> _What the task requires_: If a line in the records contains the string "filename", show that line.

> _Data to process_:
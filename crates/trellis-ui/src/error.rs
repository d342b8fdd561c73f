//! Error types for widget operations.

use std::fmt;

/// Errors surfaced to callers of the widget framework.
///
/// Most misuse degrades gracefully (ignored re-entrant transitions, unresolvable
/// tool names, failed lookups). These variants cover the caller errors that
/// cannot be recovered from.
#[derive(Debug, Clone, PartialEq, Eq)]
pub enum UiError {
    /// A window set was asked for a name its factory does not know.
    UnknownWindow {
        /// The requested symbolic name.
        name: String,
    },

    /// A tool name was used that is not registered with the tool factory.
    UnknownTool {
        /// The requested tool name.
        name: String,
    },
}

impl fmt::Display for UiError {
    fn fmt(&self, f: &mut fmt::Formatter<'_>) -> fmt::Result {
        match self {
            UiError::UnknownWindow { name } => write!(f, "Unknown window: {}", name),
            UiError::UnknownTool { name } => write!(f, "Unknown tool: {}", name),
        }
    }
}

impl std::error::Error for UiError {}

/// Result type alias for widget operations.
pub type UiResult<T> = Result<T, UiError>;
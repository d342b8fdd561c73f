//! Vector math re-exported from [`glam`].
//!
//! Only the 2D subset is used by the widget framework: pointer positions,
//! scroll offsets and anchor offsets.

pub use glam::{Vec2, vec2};
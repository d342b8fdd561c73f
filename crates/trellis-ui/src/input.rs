//! Single- and multi-line text input.

use std::fmt;
use std::sync::Arc;

use crate::context::UiContext;
use crate::element::Element;
use crate::event::{Emitter, Key, KeyEvent, PointerEvent, PointerKind};
use crate::widget::{Widget, WidgetBase};

/// Transforms every value before it is stored.
pub type InputFilter = Arc<dyn Fn(&str) -> String + Send + Sync>;

/// Configuration for a [`TextInput`].
#[derive(Clone, Default)]
pub struct TextInputConfig {
    pub value: Option<String>,
    pub placeholder: Option<String>,
    /// Decorative icon shown inside the input.
    pub icon: Option<String>,
    /// Form field name.
    pub name: Option<String>,
    pub multiline: bool,
    pub read_only: bool,
    pub filter: Option<InputFilter>,
}

impl TextInputConfig {
    pub fn with_value(mut self, value: impl Into<String>) -> Self {
        self.value = Some(value.into());
        self
    }

    pub fn with_placeholder(mut self, placeholder: impl Into<String>) -> Self {
        self.placeholder = Some(placeholder.into());
        self
    }

    pub fn with_icon(mut self, icon: impl Into<String>) -> Self {
        self.icon = Some(icon.into());
        self
    }

    pub fn with_filter<F>(mut self, filter: F) -> Self
    where
        F: Fn(&str) -> String + Send + Sync + 'static,
    {
        self.filter = Some(Arc::new(filter));
        self
    }

    pub fn multiline(mut self) -> Self {
        self.multiline = true;
        self
    }
}

impl fmt::Debug for TextInputConfig {
    fn fmt(&self, f: &mut fmt::Formatter<'_>) -> fmt::Result {
        f.debug_struct("TextInputConfig")
            .field("value", &self.value)
            .field("placeholder", &self.placeholder)
            .field("multiline", &self.multiline)
            .field("read_only", &self.read_only)
            .field("filtered", &self.filter.is_some())
            .finish_non_exhaustive()
    }
}

/// Events emitted by a [`TextInput`].
#[derive(Debug, Clone, PartialEq, Eq)]
pub enum TextInputEvent {
    /// The stored value changed.
    Change(String),
    /// Enter pressed in a single-line input.
    Enter,
}

/// A text field holding a sanitised string value.
///
/// The host reports edits of the native control through
/// [`edited`](Self::edited). A counted pending state lets several independent
/// operations share one busy indicator.
pub struct TextInput {
    base: WidgetBase,
    input: Element,
    icon: Option<Element>,
    value: String,
    multiline: bool,
    read_only: bool,
    filter: Option<InputFilter>,
    pending: usize,
    events: Emitter<TextInputEvent>,
}

impl TextInput {
    pub fn new(ctx: &UiContext, config: TextInputConfig) -> Self {
        let base = WidgetBase::new(ctx, "div", "trellis-inputWidget");
        base.element().add_class("trellis-textInputWidget");
        let input = if config.multiline {
            ctx.create("textarea")
        } else {
            let input = ctx.create("input");
            input.set_attribute("type", "text");
            input
        };
        base.element().append(&input);
        if let Some(name) = &config.name {
            input.set_attribute("name", name);
        }
        if let Some(placeholder) = &config.placeholder {
            input.set_attribute("placeholder", placeholder);
        }
        let icon = config.icon.as_deref().map(|icon| {
            let element = Element::with_class(ctx.document().clone(), "span", "trellis-textInputWidget-icon");
            element.add_class(&format!("trellis-icon-{}", icon));
            base.element().add_class("trellis-textInputWidget-decorated");
            base.element().append(&element);
            element
        });

        let mut widget = Self {
            base,
            input,
            icon,
            value: String::new(),
            multiline: config.multiline,
            read_only: false,
            filter: config.filter,
            pending: 0,
            events: Emitter::new(),
        };
        widget.set_read_only(config.read_only);
        widget.set_value(config.value.as_deref());
        widget
    }

    pub fn events_mut(&mut self) -> &mut Emitter<TextInputEvent> {
        &mut self.events
    }

    /// The native input control.
    pub fn input(&self) -> &Element {
        &self.input
    }

    pub fn value(&self) -> &str {
        &self.value
    }

    fn sanitize(&self, value: Option<&str>) -> String {
        match (value, &self.filter) {
            (None, _) => String::new(),
            (Some(value), Some(filter)) => filter(value),
            (Some(value), None) => value.to_string(),
        }
    }

    /// Store a new value, emitting `Change` only when the sanitised value differs.
    /// Returns whether it changed.
    pub fn set_value(&mut self, value: Option<&str>) -> bool {
        let value = self.sanitize(value);
        let changed = value != self.value;
        if changed {
            self.value = value;
            self.events.emit(&TextInputEvent::Change(self.value.clone()));
        }
        self.input.set_attribute("value", &self.value);
        changed
    }

    /// The host reports that the native control now contains `raw`.
    pub fn edited(&mut self, raw: &str) -> bool {
        if self.base.is_disabled() {
            return false;
        }
        self.set_value(Some(raw))
    }

    pub fn is_multiline(&self) -> bool {
        self.multiline
    }

    pub fn is_read_only(&self) -> bool {
        self.read_only
    }

    pub fn set_read_only(&mut self, read_only: bool) {
        self.read_only = read_only;
        if read_only {
            self.input.set_attribute("readonly", "readonly");
        } else {
            self.input.remove_attribute("readonly");
        }
    }

    pub fn focus(&self) {
        self.input.focus();
    }

    pub fn is_focused(&self) -> bool {
        self.input.is_focused()
    }

    pub fn is_pending(&self) -> bool {
        self.pending > 0
    }

    pub fn push_pending(&mut self) {
        self.pending += 1;
        self.base.element().add_class("trellis-textInputWidget-pending");
        self.input.add_class("trellis-texture-pending");
    }

    /// Decrease the pending count, clamped at zero.
    pub fn pop_pending(&mut self) {
        self.pending = self.pending.saturating_sub(1);
        if self.pending == 0 {
            self.base.element().remove_class("trellis-textInputWidget-pending");
            self.input.remove_class("trellis-texture-pending");
        }
    }

    pub fn handle_key(&mut self, event: &KeyEvent) -> bool {
        if event.key == Key::Enter && !self.multiline {
            self.events.emit(&TextInputEvent::Enter);
            return true;
        }
        false
    }

    /// A press on the decorative icon focuses the input.
    pub fn handle_pointer(&mut self, event: &PointerEvent) -> bool {
        let on_icon = event
            .target
            .zip(self.icon.as_ref())
            .is_some_and(|(target, icon)| icon.contains(target));
        if event.kind == PointerKind::Down && on_icon {
            self.focus();
            return true;
        }
        false
    }

    pub fn destroy(mut self) {
        self.events.clear();
        if let Some(icon) = self.icon.take() {
            icon.destroy();
        }
        self.input.destroy();
        self.base.destroy();
    }
}

impl Widget for TextInput {
    fn base(&self) -> &WidgetBase {
        &self.base
    }

    fn base_mut(&mut self) -> &mut WidgetBase {
        &mut self.base
    }

    fn debug_name(&self) -> &str {
        "TextInput"
    }
}

impl fmt::Debug for TextInput {
    fn fmt(&self, f: &mut fmt::Formatter<'_>) -> fmt::Result {
        f.debug_struct("TextInput")
            .field("value", &self.value)
            .field("pending", &self.pending)
            .finish_non_exhaustive()
    }
}
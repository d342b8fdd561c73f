//! Owned handle to a host node.

use std::fmt;
use std::sync::Arc;

use trellis_core::geometry::Rect;
use trellis_core::{Document, NodeId};

/// A node created by, and exclusively owned by, one widget.
///
/// Dropping an `Element` does not remove the node; call [`destroy`](Self::destroy)
/// when the owning widget is destroyed. Detached elements stay alive and can be
/// re-attached.
pub struct Element {
    document: Arc<dyn Document>,
    node: NodeId,
}

impl Element {
    pub fn new(document: Arc<dyn Document>, tag: &str) -> Self {
        let node = document.create_element(tag);
        Self { document, node }
    }

    /// Create an element and give it a class in one step.
    pub fn with_class(document: Arc<dyn Document>, tag: &str, class: &str) -> Self {
        let element = Self::new(document, tag);
        element.add_class(class);
        element
    }

    pub fn node(&self) -> NodeId {
        self.node
    }

    pub fn document(&self) -> &Arc<dyn Document> {
        &self.document
    }

    pub fn add_class(&self, class: &str) {
        self.document.add_class(self.node, class);
    }

    pub fn remove_class(&self, class: &str) {
        self.document.remove_class(self.node, class);
    }

    /// Add or remove `class` depending on `on`.
    pub fn toggle_class(&self, class: &str, on: bool) {
        if on {
            self.add_class(class);
        } else {
            self.remove_class(class);
        }
    }

    pub fn set_attribute(&self, name: &str, value: &str) {
        self.document.set_attribute(self.node, name, value);
    }

    pub fn remove_attribute(&self, name: &str) {
        self.document.remove_attribute(self.node, name);
    }

    pub fn set_style(&self, property: &str, value: Option<&str>) {
        self.document.set_style(self.node, property, value);
    }

    pub fn set_text(&self, text: &str) {
        self.document.set_text(self.node, text);
    }

    pub fn append(&self, child: &Element) {
        self.document.append_child(self.node, child.node);
    }

    pub fn append_node(&self, child: NodeId) {
        self.document.append_child(self.node, child);
    }

    pub fn show(&self) {
        self.set_style("display", None);
    }

    pub fn hide(&self) {
        self.set_style("display", Some("none"));
    }

    pub fn toggle(&self, visible: bool) {
        if visible {
            self.show();
        } else {
            self.hide();
        }
    }

    pub fn contains(&self, node: NodeId) -> bool {
        self.document.contains(self.node, node)
    }

    pub fn bounding_box(&self) -> Rect<f32> {
        self.document.bounding_box(self.node)
    }

    pub fn focus(&self) {
        self.document.focus(self.node);
    }

    pub fn is_focused(&self) -> bool {
        self.document.focused() == Some(self.node)
    }

    pub fn detach(&self) {
        self.document.detach(self.node);
    }

    /// Remove the node from the document.
    pub fn destroy(self) {
        self.document.remove(self.node);
    }
}

impl fmt::Debug for Element {
    fn fmt(&self, f: &mut fmt::Formatter<'_>) -> fmt::Result {
        f.debug_tuple("Element").field(&self.node).finish()
    }
}
//! Command registry
//!
//! Backs the command palette and global keyboard shortcuts: a table from
//! command id to an executable action, kept in registration order.
//!
//! Unlike the event bus, failures here are not swallowed. Registering a
//! duplicate id, executing an unknown id, or a handler returning an error
//! all surface to the caller, which is expected to report them (for
//! example as a toast).

use std::fmt;
use std::future::Future;
use std::pin::Pin;
use std::sync::Arc;

use indexmap::IndexMap;
use parking_lot::RwLock;
use runi_domain::{DomainError, DomainResult, KeyChord};
use serde_json::Value;
use thiserror::Error;
use tracing::{debug, warn};

use crate::error::{HandlerError, HandlerResult};

/// Boxed future returned by command handlers.
pub type CommandFuture = Pin<Box<dyn Future<Output = HandlerResult> + Send>>;

/// A command's primary action. Receives the optional free-form argument.
pub type CommandHandler = Arc<dyn Fn(Option<Value>) -> CommandFuture + Send + Sync>;

/// A shortcut's own action, independent of the command handler.
pub type ShortcutHandler = Arc<dyn Fn() -> HandlerResult + Send + Sync>;

/// Errors raised by the command registry.
#[derive(Debug, Error)]
pub enum CommandError {
    /// A command with this id already exists.
    #[error("Command \"{0}\" is already registered")]
    AlreadyRegistered(String),

    /// No command with this id exists.
    #[error("Command \"{0}\" not found")]
    NotFound(String),

    /// The command definition is invalid.
    #[error("invalid command: {0}")]
    Invalid(#[from] DomainError),

    /// The command handler returned an error.
    #[error("Command \"{id}\" failed: {source}")]
    Failed {
        /// Id of the failing command.
        id: String,
        /// Error returned by the handler.
        source: HandlerError,
    },

    /// The shortcut handler of a command returned an error.
    #[error("Shortcut {chord} of command \"{id}\" failed: {source}")]
    ShortcutFailed {
        /// Id of the command owning the shortcut.
        id: String,
        /// The chord that was pressed.
        chord: String,
        /// Error returned by the shortcut handler.
        source: HandlerError,
    },
}

/// A keyboard shortcut attached to a command.
///
/// The shortcut carries its own handler, which may differ from the
/// command's handler.
#[derive(Clone)]
pub struct Shortcut {
    chord: KeyChord,
    handler: ShortcutHandler,
}

impl Shortcut {
    /// Creates a shortcut for `chord`.
    pub fn new<F>(chord: KeyChord, handler: F) -> Self
    where
        F: Fn() -> HandlerResult + Send + Sync + 'static,
    {
        Self {
            chord,
            handler: Arc::new(handler),
        }
    }

    /// Creates a shortcut from a descriptor such as `"Ctrl+Shift+P"`.
    ///
    /// # Errors
    ///
    /// Returns `DomainError::InvalidShortcut` if the descriptor is malformed.
    pub fn parse<F>(descriptor: &str, handler: F) -> DomainResult<Self>
    where
        F: Fn() -> HandlerResult + Send + Sync + 'static,
    {
        Ok(Self::new(descriptor.parse()?, handler))
    }

    /// The key chord that triggers this shortcut.
    #[must_use]
    pub const fn chord(&self) -> &KeyChord {
        &self.chord
    }

    /// Human-readable form, e.g. `Ctrl+S`.
    #[must_use]
    pub fn display(&self) -> String {
        self.chord.to_string()
    }

    /// Runs the shortcut's handler.
    ///
    /// # Errors
    ///
    /// Returns whatever the handler returns.
    pub fn trigger(&self) -> HandlerResult {
        (self.handler)()
    }
}

impl fmt::Debug for Shortcut {
    fn fmt(&self, f: &mut fmt::Formatter<'_>) -> fmt::Result {
        f.debug_struct("Shortcut")
            .field("chord", &self.chord.to_string())
            .finish_non_exhaustive()
    }
}

/// A named, UI-invocable action.
#[derive(Clone)]
pub struct Command {
    /// Unique key.
    pub id: String,
    /// Label shown in the command palette.
    pub title: String,
    /// Optional grouping.
    pub category: Option<String>,
    /// Optional keyboard shortcut.
    pub shortcut: Option<Shortcut>,
    handler: CommandHandler,
}

impl Command {
    /// Creates a command with an asynchronous handler.
    pub fn new<F, Fut>(id: impl Into<String>, title: impl Into<String>, handler: F) -> Self
    where
        F: Fn(Option<Value>) -> Fut + Send + Sync + 'static,
        Fut: Future<Output = HandlerResult> + Send + 'static,
    {
        Self {
            id: id.into(),
            title: title.into(),
            category: None,
            shortcut: None,
            handler: Arc::new(move |args| -> CommandFuture { Box::pin(handler(args)) }),
        }
    }

    /// Creates a command with a synchronous handler.
    pub fn from_fn<F>(id: impl Into<String>, title: impl Into<String>, handler: F) -> Self
    where
        F: Fn(Option<Value>) -> HandlerResult + Send + Sync + 'static,
    {
        Self::new(id, title, move |args| {
            let result = handler(args);
            async move { result }
        })
    }

    /// Sets the category.
    #[must_use]
    pub fn with_category(mut self, category: impl Into<String>) -> Self {
        self.category = Some(category.into());
        self
    }

    /// Attaches a keyboard shortcut.
    #[must_use]
    pub fn with_shortcut(mut self, shortcut: Shortcut) -> Self {
        self.shortcut = Some(shortcut);
        self
    }

    /// Invokes the handler with `args`.
    #[must_use]
    pub fn invoke(&self, args: Option<Value>) -> CommandFuture {
        (self.handler)(args)
    }

    /// Case-insensitive match against id, title and category.
    #[must_use]
    pub fn matches(&self, filter: &str) -> bool {
        let filter = filter.to_lowercase();
        self.id.to_lowercase().contains(&filter)
            || self.title.to_lowercase().contains(&filter)
            || self
                .category
                .as_deref()
                .is_some_and(|category| category.to_lowercase().contains(&filter))
    }
}

impl fmt::Debug for Command {
    fn fmt(&self, f: &mut fmt::Formatter<'_>) -> fmt::Result {
        f.debug_struct("Command")
            .field("id", &self.id)
            .field("title", &self.title)
            .field("category", &self.category)
            .field("shortcut", &self.shortcut)
            .finish_non_exhaustive()
    }
}

/// Lookup table from command id to [`Command`], in registration order.
#[derive(Debug, Default)]
pub struct CommandRegistry {
    commands: RwLock<IndexMap<String, Command>>,
}
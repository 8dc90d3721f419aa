//! ID generation utilities.

use uuid::Uuid;

/// Prefix carried by every history entry id issued by the backend.
pub const HISTORY_ID_PREFIX: &str = "hist_";

/// Generates a new time-ordered UUID v7 as a string.
///
/// This is the standard ID format for correlation ids and other
/// frontend-issued identifiers.
#[must_use]
pub fn generate_id() -> String {
    Uuid::now_v7().to_string()
}

/// Generates a history entry id in the backend's `hist_<32 hex>` shape.
#[must_use]
pub fn generate_history_id() -> String {
    format!("{HISTORY_ID_PREFIX}{}", Uuid::new_v4().simple())
}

> _Solution_:
filename crates/trellis-ui/src/error.rs
filename crates/trellis-ui/src/input.rs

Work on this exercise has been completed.